Automated Algorithm Configuration of α,β-CROWN
Konstantin Kaulen, Holger H. Hoos
Abstract
While neural networks have achieved remarkable success across a wide range of application domains, their predictions remain brittle when confronted with adversarial perturbations. To enable their responsible deployment in safety-critical settings, neural network verification techniques have been developed to formally establish input–output properties of interest. However, even state-of-the-art verification systems such as α,β-CROWN, the winner of the Verification of Neural Networks Competition (VNN-COMP) since 2021, may fail to prove challenging properties within reasonable time budgets. Fully exploiting the capabilities of such systems typically demands careful tuning of numerous parameters, a process that often relies on substantial domain expertise and extensive manual experimentation.
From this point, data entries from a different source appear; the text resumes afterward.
//! Error taxonomy of the auth engine.
//!
//! Resolvers never produce errors; they encode failures as terminal state
//! variants carrying one of these types. Actions that catch collaborator
//! failures classify them here before the error crosses the action/event
//! boundary, so an opaque error never enters the state tree.

use aegis_srp::SrpError;

use crate::provider::ServiceError;

/// What went wrong with an authentication operation.
#[derive(Debug, Clone, PartialEq, Eq, thiserror::Error)]
pub enum AuthError {
    /// Caller or service misconfiguration. Not retryable without caller
    /// action.
    #[error("configuration error: {0}")]
    Configuration(String),

    /// Malformed input. Not retryable.
    #[error("validation error: {0}")]
    Validation(String),

    /// The remote rejected the call; retryability depends on the kind.
    #[error("service error: {0}")]
    Service(#[from] ServiceError),

    /// Local cryptographic or arithmetic failure. Indicates a bug or
    /// corrupted input; not retryable.
    #[error("calculation error: {0}")]
    Calculation(#[from] SrpError),

    /// The remote violated the protocol contract (missing challenge
    /// parameter, absent tokens). Not retryable.
    #[error("invalid service response: {0}")]
    InvalidServiceResponse(String),

    /// The caller must re-authenticate.
    #[error("not authorized")]
    NotAuthorized,

    /// Catch-all. Always carries diagnostic context.
    #[error("unknown error: {0}")]
    Unknown(String),
}

impl AuthError {
    /// Classify a raw service failure for the sign-in flows.
    pub fn from_service(error: ServiceError) -> Self {
        match error {
            ServiceError::NotAuthorized(_) => AuthError::NotAuthorized,
            other => AuthError::Service(other),
        }
    }
}

/// Closed set of session fetch and refresh failures, so callers can pick
/// distinct recovery policies (for example, force sign-out only on
/// `NotAuthorized`/`InvalidTokens`).
#[derive(Debug, Clone, PartialEq, Eq, thiserror::Error)]
pub enum SessionError {
    #[error("no identity pool configured")]
    NoIdentityPool,

    #[error("no user pool configured")]
    NoUserPool,

    #[error("not authorized to refresh the session")]
    NotAuthorized,

    #[error("stored identity id is invalid")]
    InvalidIdentityId,

    #[error("stored tokens are invalid")]
    InvalidTokens,

    #[error("no credentials available to refresh")]
    NoCredentialsToRefresh,

    #[error("service failure during session refresh: {0}")]
    Service(ServiceError),
}

/// Credential-store machine failures.
#[derive(Debug, Clone, PartialEq, Eq, thiserror::Error)]
pub enum CredentialStoreError {
    /// The underlying secure store refused the operation.
    #[error("secure store failure: {0}")]
    Store(String),

    /// Persisted payload could not be encoded or decoded.
    #[error("credential coding failure: {0}")]
    Coding(String),

    /// The store was built against an unusable configuration.
    #[error("credential store misconfigured: {0}")]
    Configuration(String),
}
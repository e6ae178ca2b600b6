//! Sign-in composite: the SRP leaf plus the follow-up challenge flow
//! (`confirmSignIn`).

use aegis_core::StateResolution;

use crate::actions::sign_in::VerifySignInChallenge;
use crate::credentials::SignedInData;
use crate::environment::AuthEnvironment;
use crate::error::AuthError;
use crate::events::{AuthEvent, AuthEventPayload, SignInChallengeEvent, SrpSignInEvent};
use crate::provider::RespondToAuthChallenge;
use crate::states::srp::{SrpSignInResolver, SrpSignInState};

/// A challenge the service posed after the password proof, held while
/// waiting for the caller's answer.
#[derive(Debug, Clone, PartialEq, Eq)]
pub struct PublishedChallenge {
    pub challenge: RespondToAuthChallenge,
    pub username: String,
}

#[derive(Debug, Clone, PartialEq, Eq)]
pub enum SignInChallengeState {
    WaitingForAnswer(PublishedChallenge),
    Verifying(PublishedChallenge),
    Verified(SignedInData),
    Error(AuthError),
}

#[derive(Debug, Clone, PartialEq, Eq)]
pub enum SignInState {
    Srp(SrpSignInState),
    ResolvingChallenge(SignInChallengeState),
}

impl SignInState {
    /// The signed-in data once either path has finished.
    pub fn signed_in_data(&self) -> Option<&SignedInData> {
        match self {
            SignInState::Srp(SrpSignInState::SignedIn(data))
            | SignInState::ResolvingChallenge(SignInChallengeState::Verified(data)) => Some(data),
            _ => None,
        }
    }

    pub fn error(&self) -> Option<&AuthError> {
        match self {
            SignInState::Srp(SrpSignInState::Error(error))
            | SignInState::ResolvingChallenge(SignInChallengeState::Error(error)) => Some(error),
            _ => None,
        }
    }
}

impl aegis_core::State for SignInState {}

type SignInResolution = StateResolution<SignInState, AuthEvent, AuthEnvironment>;

#[derive(Debug, Default)]
pub struct SignInResolver {
    srp: SrpSignInResolver,
}

impl SignInResolver {
    pub fn resolve(&self, old_state: &SignInState, event: &AuthEvent) -> SignInResolution {
        match old_state {
            SignInState::Srp(srp_state) => {
                let resolution = self.srp.resolve(srp_state, event);
                // Re-derive from the child's new state: the SRP machine
                // stepping aside for a named challenge hands control to
                // the challenge sub-state carried by the same event.
                if resolution.new_state == SrpSignInState::RespondedToChallenge {
                    if let AuthEventPayload::Challenge(challenge_event) = &event.payload {
                        if let Some(published) = published_challenge(challenge_event) {
                            return SignInResolution::with_actions(
                                SignInState::ResolvingChallenge(
                                    SignInChallengeState::WaitingForAnswer(published.clone()),
                                ),
                                resolution.actions,
                            );
                        }
                    }
                }
                SignInResolution::with_actions(
                    SignInState::Srp(resolution.new_state),
                    resolution.actions,
                )
            }
            SignInState::ResolvingChallenge(challenge_state) => {
                self.resolve_challenge(challenge_state, event)
            }
        }
    }

    fn resolve_challenge(
        &self,
        old_state: &SignInChallengeState,
        event: &AuthEvent,
    ) -> SignInResolution {
        let unchanged =
            || SignInResolution::from(SignInState::ResolvingChallenge(old_state.clone()));
        match &event.payload {
            AuthEventPayload::Challenge(challenge_event) => match (old_state, challenge_event) {
                (
                    SignInChallengeState::WaitingForAnswer(published),
                    SignInChallengeEvent::VerifyChallengeAnswer(answer),
                ) => SignInResolution::with_actions(
                    SignInState::ResolvingChallenge(SignInChallengeState::Verifying(
                        published.clone(),
                    )),
                    vec![Box::new(VerifySignInChallenge {
                        challenge: published.clone(),
                        answer: answer.clone(),
                    })],
                ),
                // Another round (custom challenge chains are legal).
                (SignInChallengeState::Verifying(_), other) => match published_challenge(other) {
                    Some(published) => SignInResolution::from(SignInState::ResolvingChallenge(
                        SignInChallengeState::WaitingForAnswer(published.clone()),
                    )),
                    None => match other {
                        SignInChallengeEvent::ThrowError(error) => {
                            SignInResolution::from(SignInState::ResolvingChallenge(
                                SignInChallengeState::Error(error.clone()),
                            ))
                        }
                        _ => unchanged(),
                    },
                },
                (_, SignInChallengeEvent::ThrowError(error)) => {
                    SignInResolution::from(SignInState::ResolvingChallenge(
                        SignInChallengeState::Error(error.clone()),
                    ))
                }
                _ => unchanged(),
            },
            AuthEventPayload::SrpSignIn(SrpSignInEvent::FinalizeSrpSignIn(data)) => {
                match old_state {
                    SignInChallengeState::Verifying(_) => SignInResolution::from(
                        SignInState::ResolvingChallenge(SignInChallengeState::Verified(
                            data.clone(),
                        )),
                    ),
                    _ => unchanged(),
                }
            }
            AuthEventPayload::SrpSignIn(
                SrpSignInEvent::ThrowPasswordVerifierError(error)
                | SrpSignInEvent::ThrowAuthError(error),
            ) => match old_state {
                SignInChallengeState::Verifying(_) => SignInResolution::from(
                    SignInState::ResolvingChallenge(SignInChallengeState::Error(error.clone())),
                ),
                _ => unchanged(),
            },
            _ => unchanged(),
        }
    }
}

fn published_challenge(event: &SignInChallengeEvent) -> Option<&PublishedChallenge> {
    match event {
        SignInChallengeEvent::ReceivedSmsMfaChallenge(published)
        | SignInChallengeEvent::ReceivedNewPasswordChallenge(published)
        | SignInChallengeEvent::ReceivedCustomChallenge(published)
        | SignInChallengeEvent::ReceivedDeviceSrpChallenge(published) => Some(published),
        _ => None,
    }
}

/// Map a challenge name to its dedicated event. Each named challenge is
/// its own event so downstream consumers never branch on strings.
pub fn challenge_event(
    name: crate::provider::ChallengeName,
    published: PublishedChallenge,
) -> Option<SignInChallengeEvent> {
    use crate::provider::ChallengeName;
    match name {
        ChallengeName::SmsMfa => Some(SignInChallengeEvent::ReceivedSmsMfaChallenge(published)),
        ChallengeName::NewPasswordRequired => {
            Some(SignInChallengeEvent::ReceivedNewPasswordChallenge(published))
        }
        ChallengeName::CustomChallenge => {
            Some(SignInChallengeEvent::ReceivedCustomChallenge(published))
        }
        ChallengeName::DeviceSrpAuth => {
            Some(SignInChallengeEvent::ReceivedDeviceSrpChallenge(published))
        }
        ChallengeName::PasswordVerifier => None,
    }
}

#[cfg(test)]
mod tests {
    use super::*;
    use crate::credentials::SecretString;
    use crate::states::srp::SrpStateData;
    use aegis_srp::SrpKeyPair;
    use assert_matches::assert_matches;
    use chrono::Utc;

    fn published() -> PublishedChallenge {
        PublishedChallenge {
            challenge: RespondToAuthChallenge::default(),
            username: "alice".into(),
        }
    }

    fn needs_verifier() -> SignInState {
        SignInState::Srp(SrpSignInState::NeedsPasswordVerifier(SrpStateData {
            username: "alice".into(),
            password: SecretString::new("hunter2"),
            key_pair: SrpKeyPair::from_hex("ab", "cd"),
            started_at: Utc::now(),
        }))
    }

    #[test]
    fn named_challenge_moves_from_srp_to_challenge_substate() {
        let resolver = SignInResolver::default();
        let resolution = resolver.resolve(
            &needs_verifier(),
            &AuthEvent::new(AuthEventPayload::Challenge(
                SignInChallengeEvent::ReceivedSmsMfaChallenge(published()),
            )),
        );
        assert_matches!(
            resolution.new_state,
            SignInState::ResolvingChallenge(SignInChallengeState::WaitingForAnswer(_))
        );
    }

    #[test]
    fn answer_schedules_verification() {
        let resolver = SignInResolver::default();
        let resolution = resolver.resolve(
            &SignInState::ResolvingChallenge(SignInChallengeState::WaitingForAnswer(published())),
            &AuthEvent::new(AuthEventPayload::Challenge(
                SignInChallengeEvent::VerifyChallengeAnswer(SecretString::new("123456")),
            )),
        );
        assert_matches!(
            resolution.new_state,
            SignInState::ResolvingChallenge(SignInChallengeState::Verifying(_))
        );
        assert_eq!(resolution.actions[0].id(), "VerifySignInChallenge");
    }
}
In this work, for the first time, we apply automated algorithm configuration to α,β-CROWN using SMAC3, thereby eliminating the need for labour-intensive manual tuning. We show that, given a carefully designed parameter search space, automatically discovered configurations can achieve performance comparable to expert-crafted configurations, even when using relatively modest computational budgets for the optimisation process. We evaluate our approach on the benchmarks from the regular track of VNN-COMP 2025 and demonstrate that the automatically configured version of α,β-CROWN achieves a higher overall score than the author-provided configuration when applying the scoring scheme of the competition.